//! Append-only owner of generated chunks, keyed by [`ChunkCoord`].

use atlas_terrain::{Chunk, ChunkCoord};
use rustc_hash::FxHashMap;
use serde::{Deserialize, Deserializer, Serialize, Serializer};

/// All generated chunks.
///
/// Chunks are inserted once and never replaced or removed. Persisted as a
/// list sorted by coordinate so save files are stable.
#[derive(Clone, Debug, Default, PartialEq)]
pub struct ChunkStore {
    chunks: FxHashMap<ChunkCoord, Chunk>,
}

impl ChunkStore {
    pub fn new() -> Self {
        Self::default()
    }

    /// Build a store from chunks; later duplicates of a coordinate are ignored.
    pub fn from_chunks(chunks: impl IntoIterator<Item = Chunk>) -> Self {
        let mut store = Self::new();
        for chunk in chunks {
            store.insert(chunk);
        }
        store
    }

    /// Insert a chunk if its coordinate is vacant. Returns `false` and drops
    /// the chunk when one already exists there.
    pub fn insert(&mut self, chunk: Chunk) -> bool {
        match self.chunks.entry(chunk.coord) {
            std::collections::hash_map::Entry::Occupied(_) => false,
            std::collections::hash_map::Entry::Vacant(slot) => {
                slot.insert(chunk);
                true
            }
        }
    }

    pub fn get(&self, coord: ChunkCoord) -> Option<&Chunk> {
        self.chunks.get(&coord)
    }

    pub fn contains(&self, coord: ChunkCoord) -> bool {
        self.chunks.contains_key(&coord)
    }

    pub fn len(&self) -> usize {
        self.chunks.len()
    }

    pub fn is_empty(&self) -> bool {
        self.chunks.is_empty()
    }

    /// Chunks in arbitrary order.
    pub fn iter(&self) -> impl Iterator<Item = &Chunk> {
        self.chunks.values()
    }

    /// Coordinates in ascending order.
    pub fn coords(&self) -> Vec<ChunkCoord> {
        let mut coords: Vec<_> = self.chunks.keys().copied().collect();
        coords.sort_unstable();
        coords
    }

    /// Chunks in ascending coordinate order.
    pub fn sorted(&self) -> Vec<&Chunk> {
        let mut chunks: Vec<_> = self.chunks.values().collect();
        chunks.sort_unstable_by_key(|c| c.coord);
        chunks
    }
}

impl Serialize for ChunkStore {
    fn serialize<S: Serializer>(&self, serializer: S) -> Result<S::Ok, S::Error> {
        serializer.collect_seq(self.sorted())
    }
}

impl<'de> Deserialize<'de> for ChunkStore {
    fn deserialize<D: Deserializer<'de>>(deserializer: D) -> Result<Self, D::Error> {
        Vec::<Chunk>::deserialize(deserializer).map(Self::from_chunks)
    }
}
//! Irregular, collision-aware polygons for regions and settlements.
//!
//! Every shape is produced by [`generate_irregular_polygon`]: a radial blob
//! around a center whose vertices stop just short of any previously generated
//! shape passed in the avoid list. Settlements and regions are thin wrappers
//! that pick the area distribution.

mod area;
mod region;
mod settlement;
mod shape;
mod synth;

pub use area::AreaConfig;
pub use region::{REGION_PALETTE, Region, generate_region, region_color};
pub use settlement::{Settlement, SettlementKind, generate_settlement};
pub use shape::Shape;
pub use synth::{
    MAX_REPULSION_ATTEMPTS, MIN_VERTICES, ShapeSynthesis, SynthesisReport,
    generate_irregular_polygon,
};
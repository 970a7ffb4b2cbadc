//! Axis-aligned 2D bounds and sampled polygon overlap.

use glam::DVec2;
use serde::{Deserialize, Serialize};

use crate::polygon::point_in_polygon;

/// Axis-aligned bounding rectangle in world units.
///
/// Invariant: `min.x <= max.x` and `min.y <= max.y`.
#[derive(Clone, Copy, Debug, PartialEq, Serialize, Deserialize)]
pub struct Bounds2 {
    pub min: DVec2,
    pub max: DVec2,
}

impl Bounds2 {
    /// Create bounds from two corners, sorting components.
    pub fn new(a: DVec2, b: DVec2) -> Self {
        Self {
            min: a.min(b),
            max: a.max(b),
        }
    }

    /// Square bounds of half-width `radius` around `center`.
    pub fn around(center: DVec2, radius: f64) -> Self {
        let r = DVec2::splat(radius.abs());
        Self {
            min: center - r,
            max: center + r,
        }
    }

    /// Smallest bounds enclosing all points, or `None` for an empty slice.
    pub fn from_points(points: &[DVec2]) -> Option<Self> {
        let first = *points.first()?;
        let (min, max) = points
            .iter()
            .fold((first, first), |(lo, hi), p| (lo.min(*p), hi.max(*p)));
        Some(Self { min, max })
    }

    pub fn width(&self) -> f64 {
        self.max.x - self.min.x
    }

    pub fn height(&self) -> f64 {
        self.max.y - self.min.y
    }

    pub fn center(&self) -> DVec2 {
        (self.min + self.max) * 0.5
    }

    /// Returns true if the point lies inside or on the boundary.
    pub fn contains(&self, p: DVec2) -> bool {
        p.x >= self.min.x && p.x <= self.max.x && p.y >= self.min.y && p.y <= self.max.y
    }

    /// Returns true if the two rectangles overlap (touching counts).
    pub fn intersects(&self, other: &Bounds2) -> bool {
        self.min.x <= other.max.x
            && self.max.x >= other.min.x
            && self.min.y <= other.max.y
            && self.max.y >= other.min.y
    }

    /// Overlapping rectangle, if any.
    pub fn intersection(&self, other: &Bounds2) -> Option<Bounds2> {
        if !self.intersects(other) {
            return None;
        }
        Some(Bounds2 {
            min: self.min.max(other.min),
            max: self.max.min(other.max),
        })
    }

    /// Smallest bounds enclosing both.
    pub fn union(&self, other: &Bounds2) -> Bounds2 {
        Bounds2 {
            min: self.min.min(other.min),
            max: self.max.max(other.max),
        }
    }
}

/// Approximate area shared by two polygons by sampling a grid of cell
/// centers with spacing `step` over the intersection of their bounds.
///
/// Returns 0 when either polygon is degenerate or `step` is not positive.
pub fn overlap_area(a: &[DVec2], b: &[DVec2], step: f64) -> f64 {
    if step <= 0.0 || a.len() < 3 || b.len() < 3 {
        return 0.0;
    }
    let (Some(ba), Some(bb)) = (Bounds2::from_points(a), Bounds2::from_points(b)) else {
        return 0.0;
    };
    let Some(shared) = ba.intersection(&bb) else {
        return 0.0;
    };

    let cols = (shared.width() / step).ceil() as usize;
    let rows = (shared.height() / step).ceil() as usize;
    let mut hits = 0usize;
    for r in 0..rows {
        let y = shared.min.y + (r as f64 + 0.5) * step;
        for c in 0..cols {
            let p = DVec2::new(shared.min.x + (c as f64 + 0.5) * step, y);
            if point_in_polygon(p, a) && point_in_polygon(p, b) {
                hits += 1;
            }
        }
    }
    hits as f64 * step * step
}
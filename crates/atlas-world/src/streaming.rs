//! On-demand growth of the world around a tracked coordinate.

use atlas_math::DVec2;
use atlas_shapes::{SettlementKind, generate_settlement};
use atlas_terrain::constants::CHUNK_SIZE;
use atlas_terrain::{
    ChunkCoord, chunk_rng, default_worker_count, generate_chunks, generate_chunks_parallel,
};

use crate::ids::{LocationId, SettlementId};
use crate::location::Location;
use crate::world::World;

/// Chebyshev radius of the neighborhood kept generated around the tracked point.
const STREAM_RADIUS: i32 = 1;

const MIN_LOCATIONS: i64 = 1;
const MAX_LOCATIONS: i64 = 3;
const MIN_SETTLEMENTS: i64 = 2;
const MAX_SETTLEMENTS: i64 = 4;
const CITY_CHANCE: f64 = 0.25;
/// Seed spacing between successive settlement shapes.
const SETTLEMENT_SEED_STRIDE: f64 = 1000.0;

// Chunk PRNG salts. Integral, since the generator drops fractional seeds.
const LOCATION_SALT: f64 = 500_009.0;
const SETTLEMENT_SALT: f64 = 700_001.0;

/// How missing chunks are generated.
#[derive(Clone, Copy, Debug, Default, PartialEq, Eq)]
pub struct StreamingOptions {
    /// Generate chunk height grids on a worker pool.
    pub parallel: bool,
    /// Worker threads; 0 picks one per spare core.
    pub workers: usize,
}

impl StreamingOptions {
    pub fn parallel(workers: usize) -> Self {
        Self {
            parallel: true,
            workers,
        }
    }

    fn worker_count(&self) -> usize {
        match self.workers {
            0 => default_worker_count(),
            n => n,
        }
    }
}

/// Everything one expansion added.
#[derive(Clone, Debug, Default, PartialEq)]
pub struct GrowthSummary {
    pub chunks: Vec<ChunkCoord>,
    pub locations: Vec<LocationId>,
    pub settlements: Vec<SettlementId>,
    /// Settlements whose center could not be pushed out of an earlier one.
    pub residual_overlaps: usize,
}

/// Outcome of [`World::check_map_expansion`].
#[derive(Clone, Debug, PartialEq)]
pub enum Expansion {
    /// The neighborhood already existed; nothing to save or redraw.
    Unchanged,
    Grown(GrowthSummary),
}

impl Expansion {
    pub fn is_grown(&self) -> bool {
        matches!(self, Expansion::Grown(_))
    }

    pub fn summary(&self) -> Option<&GrowthSummary> {
        match self {
            Expansion::Unchanged => None,
            Expansion::Grown(summary) => Some(summary),
        }
    }
}

impl World {
    /// Ensure the 3×3 chunk neighborhood around `(x, y)` exists.
    ///
    /// Each missing chunk is generated along with 2–4 settlements and then
    /// 1–3 unexplored locations inside its footprint. Settlements avoid every
    /// settlement generated before them, including ones from earlier chunks
    /// in the same call. Existing entries are never touched.
    pub fn check_map_expansion(&mut self, x: f64, y: f64) -> Expansion {
        let center = ChunkCoord::containing(x, y);
        let missing: Vec<ChunkCoord> = center
            .neighborhood(STREAM_RADIUS)
            .filter(|c| !self.chunks().contains(*c))
            .collect();
        if missing.is_empty() {
            return Expansion::Unchanged;
        }

        let options = self.streaming_options();
        let chunks = if options.parallel {
            generate_chunks_parallel(self.seed(), &missing, options.worker_count())
        } else {
            generate_chunks(self.seed(), &missing)
        };

        let mut summary = GrowthSummary::default();
        for chunk in chunks {
            let coord = chunk.coord;
            if !self.insert_chunk(chunk) {
                continue;
            }
            summary.chunks.push(coord);
            // Locations are classified against this chunk's settlements.
            self.populate_settlements(coord, &mut summary);
            self.populate_locations(coord, &mut summary);
        }

        tracing::info!(
            xi = center.xi,
            yi = center.yi,
            chunks = summary.chunks.len(),
            locations = summary.locations.len(),
            settlements = summary.settlements.len(),
            residual_overlaps = summary.residual_overlaps,
            "expanded world"
        );
        Expansion::Grown(summary)
    }

    /// Move the tracked player and expand around the new position.
    pub fn move_player(&mut self, position: DVec2) -> Expansion {
        self.set_player(position);
        self.check_map_expansion(position.x, position.y)
    }

    fn populate_locations(&mut self, coord: ChunkCoord, summary: &mut GrowthSummary) {
        let mut rng = chunk_rng(self.seed(), coord, LOCATION_SALT);
        let origin = coord.origin();
        let count = rng.int_range(MIN_LOCATIONS, MAX_LOCATIONS + 1);
        for _ in 0..count {
            let p = origin + DVec2::new(rng.range(0.0, CHUNK_SIZE), rng.range(0.0, CHUNK_SIZE));
            let sample = self.terrain_at(p.x, p.y);
            let id = self.next_location_id();
            let location = Location::unexplored(
                id,
                (p.x, p.y, sample.height),
                sample.terrain,
                self.region_containing(p),
                coord,
            );
            self.insert_location(location);
            summary.locations.push(id);
        }
    }

    fn populate_settlements(&mut self, coord: ChunkCoord, summary: &mut GrowthSummary) {
        let mut rng = chunk_rng(self.seed(), coord, SETTLEMENT_SALT);
        let origin = coord.origin();
        let count = rng.int_range(MIN_SETTLEMENTS, MAX_SETTLEMENTS + 1);
        for _ in 0..count {
            let kind = if rng.chance(CITY_CHANCE) {
                SettlementKind::City
            } else {
                SettlementKind::Town
            };
            let center =
                origin + DVec2::new(rng.range(0.0, CHUNK_SIZE), rng.range(0.0, CHUNK_SIZE));
            let id = self.next_settlement_id();
            let shape_seed = self.seed() + SETTLEMENT_SEED_STRIDE * (id.0 as f64 + 1.0);

            let (settlement, report) = {
                let avoid: Vec<_> = self.settlements().values().map(|s| &s.shape).collect();
                generate_settlement(center, shape_seed, kind, &avoid)
            };
            if report.has_residual_overlap() {
                summary.residual_overlaps += 1;
            }
            self.insert_settlement(id, settlement);
            summary.settlements.push(id);
        }
    }
}
//! Resolve a world point to elevation and terrain type.

use atlas_math::DVec2;
use atlas_shapes::{Settlement, SettlementKind};
use atlas_terrain::constants::SEA_LEVEL;
use atlas_terrain::{ChunkCoord, height};
use serde::{Deserialize, Serialize};

use crate::chunk_store::ChunkStore;

/// Surface type at a world point.
#[derive(Clone, Copy, Debug, PartialEq, Eq, Hash, PartialOrd, Ord, Serialize, Deserialize)]
pub enum TerrainType {
    Land,
    Water,
    River,
    City,
    Town,
}

impl TerrainType {
    pub const ALL: [TerrainType; 5] = [
        TerrainType::Land,
        TerrainType::Water,
        TerrainType::River,
        TerrainType::City,
        TerrainType::Town,
    ];

    pub fn label(self) -> &'static str {
        match self {
            TerrainType::Land => "land",
            TerrainType::Water => "water",
            TerrainType::River => "river",
            TerrainType::City => "city",
            TerrainType::Town => "town",
        }
    }

    /// Whether a traveller on foot can stand here.
    pub fn is_walkable(self) -> bool {
        match self {
            TerrainType::Land | TerrainType::City | TerrainType::Town => true,
            TerrainType::Water | TerrainType::River => false,
        }
    }
}

impl From<SettlementKind> for TerrainType {
    fn from(kind: SettlementKind) -> Self {
        match kind {
            SettlementKind::City => TerrainType::City,
            SettlementKind::Town => TerrainType::Town,
        }
    }
}

/// Elevation and terrain type at a point.
#[derive(Clone, Copy, Debug, PartialEq, Serialize, Deserialize)]
pub struct TerrainSample {
    pub height: f64,
    pub terrain: TerrainType,
}

/// Elevation at `(x, y)` and whether it is a river cell.
///
/// Inside generated territory this is the nearest stored sample of the
/// owning chunk, which includes river carving. Elsewhere it is the pure
/// height field and never a river.
pub(crate) fn ground_at(x: f64, y: f64, seed: f64, chunks: &ChunkStore) -> (f64, bool) {
    let stored = chunks.get(ChunkCoord::containing(x, y)).and_then(|chunk| {
        let (i, j) = chunk.nearest_cell(x, y)?;
        let h = chunk.height_at_cell(i, j)?;
        Some((h, chunk.is_river(chunk.index(i, j))))
    });
    stored.unwrap_or_else(|| (height(x, y, seed), false))
}

/// Classify world point `(x, y)`.
///
/// Rivers win over everything, then open water below sea level, then the
/// first settlement whose footprint contains the point, else land.
pub fn terrain_at<'a>(
    x: f64,
    y: f64,
    seed: f64,
    chunks: &ChunkStore,
    settlements: impl IntoIterator<Item = &'a Settlement>,
) -> TerrainSample {
    let (height, river) = ground_at(x, y, seed, chunks);
    let terrain = if river {
        TerrainType::River
    } else if height < SEA_LEVEL {
        TerrainType::Water
    } else {
        let p = DVec2::new(x, y);
        settlements
            .into_iter()
            .find(|s| s.contains(p))
            .map_or(TerrainType::Land, |s| s.kind.into())
    };
    TerrainSample { height, terrain }
}
//! River carving by steepest descent over a chunk's height grid.

use atlas_math::ParkMiller;
use rustc_hash::FxHashSet;

use crate::constants::{
    RIVER_CARVE_DEPTH, RIVER_MAX_SOURCES, RIVER_MIN_SOURCES, RIVER_SOURCE_MIN_HEIGHT,
    RIVER_SOURCE_SAMPLES, RIVER_STEP_FACTOR, SEA_LEVEL,
};

/// Why a river walk stopped.
#[derive(Clone, Copy, Debug, PartialEq, Eq)]
pub enum RiverEnd {
    /// No unvisited neighbor is lower than the current cell.
    LocalMinimum,
    /// The walk reached a cell at or below sea level.
    SeaLevel,
    /// The walk used its full step budget.
    StepBudget,
}

/// Trace of one river walk.
#[derive(Clone, Debug, PartialEq)]
pub struct RiverWalk {
    /// Flat index of the source cell.
    pub source: usize,
    /// Every cell visited, in order, starting at `source`.
    pub path: Vec<usize>,
    pub end: RiverEnd,
}

/// Carve rivers into a row-major `(resolution + 1)²` height grid.
///
/// Draws `2..=4` source attempts from `rng`. Each attempt samples
/// [`RIVER_SOURCE_SAMPLES`] random cells and keeps the highest one above
/// [`RIVER_SOURCE_MIN_HEIGHT`]; attempts that find no such cell are skipped.
/// Every visited cell loses [`RIVER_CARVE_DEPTH`] of elevation.
pub fn carve_rivers(
    heights: &mut [f64],
    resolution: usize,
    rng: &mut ParkMiller,
) -> Vec<RiverWalk> {
    let side = resolution + 1;
    if side * side != heights.len() || resolution == 0 {
        return Vec::new();
    }

    let attempts = rng.int_range(RIVER_MIN_SOURCES, RIVER_MAX_SOURCES + 1);
    let mut walks = Vec::new();
    for _ in 0..attempts {
        let Some(source) = pick_source(heights, rng) else {
            continue;
        };
        walks.push(walk_downhill(heights, side, source, RIVER_STEP_FACTOR * resolution));
    }
    walks
}

fn pick_source(heights: &[f64], rng: &mut ParkMiller) -> Option<usize> {
    let mut best: Option<usize> = None;
    for _ in 0..RIVER_SOURCE_SAMPLES {
        let idx = rng.index(heights.len());
        let h = heights[idx];
        if h > RIVER_SOURCE_MIN_HEIGHT && best.is_none_or(|b| h > heights[b]) {
            best = Some(idx);
        }
    }
    best
}

fn walk_downhill(heights: &mut [f64], side: usize, source: usize, budget: usize) -> RiverWalk {
    let mut visited = FxHashSet::default();
    let mut path = Vec::new();
    let mut current = source;

    let end = loop {
        if path.len() >= budget {
            break RiverEnd::StepBudget;
        }
        // Descent compares against the ground before carving, so gentle
        // slopes shallower than the carve depth still drain.
        let ground = heights[current];
        visited.insert(current);
        path.push(current);
        heights[current] -= RIVER_CARVE_DEPTH;

        if ground <= SEA_LEVEL {
            break RiverEnd::SeaLevel;
        }

        let lowest = neighbors(current, side)
            .filter(|n| !visited.contains(n))
            .min_by(|a, b| heights[*a].total_cmp(&heights[*b]));

        match lowest {
            Some(next) if heights[next] < ground => current = next,
            _ => break RiverEnd::LocalMinimum,
        }
    };

    RiverWalk { source, path, end }
}

/// The up-to-eight in-grid neighbors of a flat cell index.
fn neighbors(index: usize, side: usize) -> impl Iterator<Item = usize> {
    let row = (index / side) as isize;
    let col = (index % side) as isize;
    let side_i = side as isize;
    (-1isize..=1)
        .flat_map(|dr| (-1isize..=1).map(move |dc| (dr, dc)))
        .filter(|&(dr, dc)| dr != 0 || dc != 0)
        .filter_map(move |(dr, dc)| {
            let r = row + dr;
            let c = col + dc;
            (r >= 0 && r < side_i && c >= 0 && c < side_i).then(|| (r * side_i + c) as usize)
        })
}
//! Configuration for the Atlas world generator.
//!
//! Settings persist to disk as a RON file and can be overridden from the
//! command line. Unknown fields are ignored and missing ones take their
//! defaults, so files written by other versions still load.

mod cli;
mod config;
mod error;

pub use cli::CliArgs;
pub use config::{
    CONFIG_FILE, Config, DebugConfig, SaveConfig, WalkConfig, WorldConfig, default_config_dir,
};
pub use error::ConfigError;
//! Radial polygon synthesis with clipping against prior shapes.

use std::f64::consts::{PI, TAU};

use atlas_math::det::{det_cos, det_ln, det_sin, det_sqrt};
use atlas_math::{Bounds2, DVec2, ParkMiller, segment_intersection};

use crate::area::AreaConfig;
use crate::shape::Shape;

/// Center pushes tried before a residual overlap is accepted.
pub const MAX_REPULSION_ATTEMPTS: u32 = 20;

/// Lower bound on the number of outline vertices.
pub const MIN_VERTICES: i64 = 40;

const REPULSION_MIN: f64 = 500.0;
const REPULSION_MAX: f64 = 1000.0;
const RADIUS_JITTER_MIN: f64 = 0.8;
const RADIUS_JITTER_MAX: f64 = 1.2;
/// Inward buffer subtracted from the ray parameter of the nearest obstruction.
const CLIP_BUFFER: f64 = 0.02;
/// Clipped vertices never collapse closer to the center than this fraction.
const MIN_RAY_FRACTION: f64 = 0.05;

/// What happened while a shape was synthesized.
#[derive(Clone, Copy, Debug, Default, PartialEq, Eq)]
pub struct SynthesisReport {
    /// Center pushes performed.
    pub repulsions: u32,
    /// Avoid shapes still containing the final center.
    pub center_overlaps: usize,
    /// Vertices pulled in by an obstruction.
    pub clipped_vertices: usize,
}

impl SynthesisReport {
    pub fn has_residual_overlap(&self) -> bool {
        self.center_overlaps > 0
    }
}

/// A generated shape with its diagnostics.
#[derive(Clone, Debug, PartialEq)]
pub struct ShapeSynthesis {
    pub shape: Shape,
    pub report: SynthesisReport,
}

/// Grow an irregular closed polygon around `center`.
///
/// The center is first pushed out of any avoid shape (at most
/// [`MAX_REPULSION_ATTEMPTS`] times). A target area is drawn from `config`,
/// and each of the equally spaced vertices is cast as a ray from the center
/// that stops just short of the nearest avoid-shape edge it crosses.
///
/// Deterministic for a given `(center, seed, config, avoid)`.
pub fn generate_irregular_polygon(
    center: DVec2,
    seed: f64,
    config: &AreaConfig,
    avoid: &[&Shape],
) -> ShapeSynthesis {
    let mut rng = ParkMiller::new(seed);
    let mut report = SynthesisReport::default();

    let center = repel_center(center, avoid, &mut rng, &mut report);
    if report.has_residual_overlap() {
        tracing::warn!(
            x = center.x,
            y = center.y,
            overlaps = report.center_overlaps,
            attempts = report.repulsions,
            "shape center still inside an existing shape"
        );
    }

    let area = config.clamp_area(normal_variate(&mut rng) * config.std_dev + config.mean_area);
    let base_radius = det_sqrt(area / PI);

    let count = (config.min_vertices + rng.int_range(0, config.vertex_variance) + 20)
        .max(MIN_VERTICES) as usize;

    let obstacles: Vec<(&Shape, Option<Bounds2>)> =
        avoid.iter().map(|s| (*s, s.bounds())).collect();

    let mut vertices = Vec::with_capacity(count);
    for k in 0..count {
        let angle = k as f64 * TAU / count as f64;
        let radius = base_radius * rng.range(RADIUS_JITTER_MIN, RADIUS_JITTER_MAX);
        let ideal = center + DVec2::new(det_cos(angle), det_sin(angle)) * radius;

        match nearest_obstruction(center, ideal, &obstacles) {
            Some(t) => {
                report.clipped_vertices += 1;
                let t = (t - CLIP_BUFFER).max(MIN_RAY_FRACTION);
                vertices.push(center + (ideal - center) * t);
            }
            None => vertices.push(ideal),
        }
    }

    ShapeSynthesis {
        shape: Shape::new(vertices, center),
        report,
    }
}

fn repel_center(
    mut center: DVec2,
    avoid: &[&Shape],
    rng: &mut ParkMiller,
    report: &mut SynthesisReport,
) -> DVec2 {
    while report.repulsions < MAX_REPULSION_ATTEMPTS && avoid.iter().any(|s| s.contains(center)) {
        let angle = rng.angle();
        let distance = rng.range(REPULSION_MIN, REPULSION_MAX);
        center += DVec2::new(det_cos(angle), det_sin(angle)) * distance;
        report.repulsions += 1;
    }
    report.center_overlaps = avoid.iter().filter(|s| s.contains(center)).count();
    center
}

/// Standard normal variate by the Box–Muller transform.
fn normal_variate(rng: &mut ParkMiller) -> f64 {
    // ln(0) is undefined; the generator can return exactly 0.
    let u1 = rng.next_f64().max(f64::MIN_POSITIVE);
    let u2 = rng.next_f64();
    det_sqrt(-2.0 * det_ln(u1)) * det_cos(TAU * u2)
}

/// Smallest ray parameter at which `from -> to` crosses any obstacle edge.
fn nearest_obstruction(
    from: DVec2,
    to: DVec2,
    obstacles: &[(&Shape, Option<Bounds2>)],
) -> Option<f64> {
    let ray_bounds = Bounds2::new(from, to);
    let mut min_t: Option<f64> = None;
    for (shape, bounds) in obstacles {
        match bounds {
            Some(b) if b.intersects(&ray_bounds) => {}
            _ => continue,
        }
        for (a, b) in shape.edges() {
            if let Some(hit) = segment_intersection(from, to, a, b)
                && min_t.is_none_or(|t| hit.t < t)
            {
                min_t = Some(hit.t);
            }
        }
    }
    min_t
}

------------------------------------------------

WHAT TO WORK ON. Could you report how many lines of the listing above hold "ShapeSynthesis"? Only the number is needed.

RESULT OF THE EXERCISE. 4